Orange juice futures are traded by farmers, processors, retailers and traders looking to hedge or speculate on the price of orange juice. Read on for more about orange juice trading and the orange juice futures contract…
What is the orange juice futures contract?
In commodity trading, orange juice is known as a ‘soft’ commodity, along with wheat, coffee, cocoa, soy beans, sugar, corn and cotton. This is in contrast to the ‘hard’ commodities of precious metals and energies.
The orange juice futures contract allows buyers and sellers to agree on a price for orange juice today for delivery at a future date. Its price is an important benchmark used by the global orange juice market.
Orange juice futures contracts are measured in pounds and one contract is classed as 15,000 pounds of orange juice solids. They are traded globally on the Intercontinental Exchange (ICE).
Who trades orange juice futures?
There are a number of orange juice futures market participants.
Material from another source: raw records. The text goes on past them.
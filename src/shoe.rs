//! Card sources: the shoe abstraction and its implementations.
//!
//! A session never owns cards that have not been dealt; the shoe lives
//! behind a [`CardSource`] and is addressed through an explicit [`ShoeId`]
//! capability rather than ambient state.

use std::collections::HashMap;
use std::fmt;
use std::future::Future;
use std::sync::atomic::{AtomicU64, Ordering};
use std::time::Duration;

use rand::SeedableRng;
use rand::seq::SliceRandom;
use rand_chacha::ChaCha8Rng;
use serde::{Deserialize, Serialize};
use tokio::sync::Mutex;

use crate::card::{Card, CardImages, DECK_SIZE};
use crate::error::AdapterError;

/// Number of decks in a session shoe. Six decks (312 cards) avoid
/// reshuffling mid-session for typical table sizes.
pub const SHOE_DECKS: u32 = 6;

/// Default base URL of the upstream deck API.
pub const DECK_API_BASE_URL: &str = "https://www.deckofcardsapi.com";

const CARD_BACK_URL: &str = "https://www.deckofcardsapi.com/static/img/back.png";

/// Opaque handle to one shuffled shoe held by a card source.
#[derive(Debug, Clone, PartialEq, Eq, Hash, Serialize, Deserialize)]
#[serde(transparent)]
pub struct ShoeId(String);

impl ShoeId {
    /// Returns the handle as a string slice.
    #[must_use]
    pub fn as_str(&self) -> &str {
        &self.0
    }
}

impl From<String> for ShoeId {
    fn from(id: String) -> Self {
        Self(id)
    }
}

impl From<&str> for ShoeId {
    fn from(id: &str) -> Self {
        Self(id.to_string())
    }
}

impl fmt::Display for ShoeId {
    fn fmt(&self, f: &mut fmt::Formatter<'_>) -> fmt::Result {
        f.write_str(&self.0)
    }
}

/// An external provider of shuffled shoes.
///
/// Each draw consumes from the shoe in a well-defined order; the source
/// never reshuffles on exhaustion.
pub trait CardSource: Send + Sync {
    /// Allocates a new shuffled shoe of `deck_count` standard decks.
    fn new_shoe(
        &self,
        deck_count: u32,
    ) -> impl Future<Output = Result<ShoeId, AdapterError>> + Send;

    /// Draws exactly `count` cards from the shoe, in arrival order.
    ///
    /// A response carrying a different number of cards is an error; no
    /// partial draws are returned.
    fn draw(
        &self,
        shoe_id: &ShoeId,
        count: usize,
    ) -> impl Future<Output = Result<Vec<Card>, AdapterError>> + Send;
}

#[derive(Debug, Deserialize)]
struct NewShoeResponse {
    success: bool,
    deck_id: String,
}

#[derive(Debug, Deserialize)]
struct DrawResponse {
    success: bool,
    cards: Vec<Card>,
}

/// HTTP adapter for the upstream deck API.
#[derive(Debug, Clone)]
pub struct DeckOfCardsClient {
    http: reqwest::Client,
    base_url: String,
}

impl DeckOfCardsClient {
    /// Creates a client against the canonical deck API endpoint.
    #[must_use]
    pub fn new() -> Self {
        Self::with_base_url(DECK_API_BASE_URL)
    }

    /// Creates a client against a custom base URL.
    #[must_use]
    pub fn with_base_url(base_url: impl Into<String>) -> Self {
        let http = reqwest::Client::builder()
            .connect_timeout(Duration::from_secs(10))
            .timeout(Duration::from_secs(30))
            .build()
            .unwrap_or_else(|err| {
                tracing::warn!(%err, "failed to build tuned http client, using defaults");
                reqwest::Client::new()
            });

        Self {
            http,
            base_url: base_url.into(),
        }
    }
}

impl Default for DeckOfCardsClient {
    fn default() -> Self {
        Self::new()
    }
}

impl CardSource for DeckOfCardsClient {
    async fn new_shoe(&self, deck_count: u32) -> Result<ShoeId, AdapterError> {
        let url = format!(
            "{}/api/deck/new/shuffle/?deck_count={deck_count}",
            self.base_url
        );
        let body: NewShoeResponse = self
            .http
            .get(&url)
            .send()
            .await?
            .error_for_status()?
            .json()
            .await?;

        if !body.success {
            return Err(AdapterError::Failed);
        }
        tracing::debug!(shoe_id = %body.deck_id, deck_count, "allocated shoe");
        Ok(ShoeId::from(body.deck_id))
    }

    async fn draw(&self, shoe_id: &ShoeId, count: usize) -> Result<Vec<Card>, AdapterError> {
        let url = format!("{}/api/deck/{shoe_id}/draw/?count={count}", self.base_url);
        let body: DrawResponse = self
            .http
            .get(&url)
            .send()
            .await?
            .error_for_status()?
            .json()
            .await?;

        if !body.success {
            return Err(AdapterError::Failed);
        }
        if body.cards.len() != count {
            return Err(AdapterError::ShortDraw {
                requested: count,
                received: body.cards.len(),
            });
        }
        Ok(body.cards)
    }
}

const SUITS: [(char, &str); 4] = [
    ('S', "SPADES"),
    ('H', "HEARTS"),
    ('D', "DIAMONDS"),
    ('C', "CLUBS"),
];

const RANKS: [(char, &str); 13] = [
    ('A', "ACE"),
    ('2', "2"),
    ('3', "3"),
    ('4', "4"),
    ('5', "5"),
    ('6', "6"),
    ('7', "7"),
    ('8', "8"),
    ('9', "9"),
    ('0', "10"),
    ('J', "JACK"),
    ('Q', "QUEEN"),
    ('K', "KING"),
];

/// In-process deterministic card source.
///
/// Shoes are shuffled with a seeded ChaCha8 RNG and drawn from the front,
/// which makes sessions reproducible for a given seed. Suitable for
/// offline play and tests.
#[derive(Debug)]
pub struct SeededShoe {
    shoes: Mutex<HashMap<ShoeId, Vec<Card>>>,
    rng: Mutex<ChaCha8Rng>,
    next_shoe: AtomicU64,
}

impl SeededShoe {
    /// Creates a card source seeded with `seed`.
    #[must_use]
    pub fn new(seed: u64) -> Self {
        Self {
            shoes: Mutex::new(HashMap::new()),
            rng: Mutex::new(ChaCha8Rng::seed_from_u64(seed)),
            next_shoe: AtomicU64::new(0),
        }
    }

    fn build_card(rank: char, value: &str, suit_char: char, suit: &str) -> Card {
        let code = format!("{rank}{suit_char}");
        Card {
            image: format!("{DECK_API_BASE_URL}/static/img/{code}.png"),
            images: CardImages {
                svg: format!("{DECK_API_BASE_URL}/static/img/{code}.svg"),
                png: format!("{DECK_API_BASE_URL}/static/img/{code}.png"),
            },
            code,
            value: value.to_string(),
            suit: suit.to_string(),
            visible: false,
        }
    }

    fn build_shoe(deck_count: u32, rng: &mut ChaCha8Rng) -> Vec<Card> {
        let mut cards = Vec::with_capacity(deck_count as usize * DECK_SIZE);

        for _ in 0..deck_count {
            for (suit_char, suit) in SUITS {
                for (rank, value) in RANKS {
                    cards.push(Self::build_card(rank, value, suit_char, suit));
                }
            }
        }

        cards.shuffle(rng);
        cards
    }
}

impl CardSource for SeededShoe {
    async fn new_shoe(&self, deck_count: u32) -> Result<ShoeId, AdapterError> {
        let shoe = {
            let mut rng = self.rng.lock().await;
            Self::build_shoe(deck_count, &mut rng)
        };

        let id = ShoeId(format!(
            "seeded-{}",
            self.next_shoe.fetch_add(1, Ordering::SeqCst)
        ));
        self.shoes.lock().await.insert(id.clone(), shoe);
        Ok(id)
    }

    async fn draw(&self, shoe_id: &ShoeId, count: usize) -> Result<Vec<Card>, AdapterError> {
        let mut shoes = self.shoes.lock().await;
        let shoe = shoes.get_mut(shoe_id).ok_or(AdapterError::Failed)?;

        if shoe.len() < count {
            return Err(AdapterError::ShortDraw {
                requested: count,
                received: shoe.len(),
            });
        }
        Ok(shoe.drain(..count).collect())
    }
}

#[cfg(test)]
mod tests {
    use super::{CardSource, SHOE_DECKS, SeededShoe};
    use crate::card::DECK_SIZE;
    use crate::error::AdapterError;

    #[tokio::test]
    async fn seeded_shoe_is_deterministic_per_seed() {
        let a = SeededShoe::new(42);
        let b = SeededShoe::new(42);

        let shoe_a = a.new_shoe(SHOE_DECKS).await.unwrap();
        let shoe_b = b.new_shoe(SHOE_DECKS).await.unwrap();

        let cards_a = a.draw(&shoe_a, 10).await.unwrap();
        let cards_b = b.draw(&shoe_b, 10).await.unwrap();
        assert_eq!(cards_a, cards_b);
    }

    #[tokio::test]
    async fn draws_consume_the_shoe() {
        let source = SeededShoe::new(1);
        let shoe = source.new_shoe(1).await.unwrap();

        let first = source.draw(&shoe, DECK_SIZE - 1).await.unwrap();
        assert_eq!(first.len(), DECK_SIZE - 1);

        let err = source.draw(&shoe, 2).await.unwrap_err();
        assert!(matches!(
            err,
            AdapterError::ShortDraw {
                requested: 2,
                received: 1
            }
        ));
    }
}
Orange farmers trade to hedge against the risk of future falling orange juice prices, while orange juice processors and retailers use orange juice futures to lock in the price of orange juice they need to purchase.
Orange juice traders use orange juice futures as they do any other financial instrument, to speculate on price movements in the orange juice market in order to make money.
The history of orange juice trading
Prior to the 1900s, orange juice was freshly squeezed and perishable, making it difficult to transport and store.
From 1947, however, the ability to freeze liquids became more widespread, and frozen concentrated orange juice became a tradable market in itself.
In 1966, the New York Board of Trade (NYBOT) introduced the first orange juice futures contract.
1981 saw a particularly cold winter in Florida, known as the ‘great freeze’. This caused a drop in supply and a surge in orange juice prices.
The orange juice futures market was highlighted by the 1983 film Trading Places, increasing its popularity and bringing in traders who might have previously ignored this market.
Another weather-related spike occurred in 1994, when Hurricane Elena caused damage to the orange-producing areas of Florida.
Citrus greening disease caused another price rise in 2012. Florida fruit trees were affected and this again brought a drop in supply.
Conversely, prices rose again in 2020, but this time due to an increase in demand. The COVID-19 pandemic caused an increase in consumption as people sought to improve their immune systems to protect themselves against the virus.
Trading orange juice futures
Today, orange juice futures trading is a global business, but it is one of the less popular soft commodities, by trading volume. Still, it is a good option for those wishing to diversity their portfolios, and there are a range of ways to do this.
Out of the various instruments available, Contracts for Difference (CFDs) is a popular choice. These have the advantage of enabling trading on margin, which allows increased exposure with lower capital.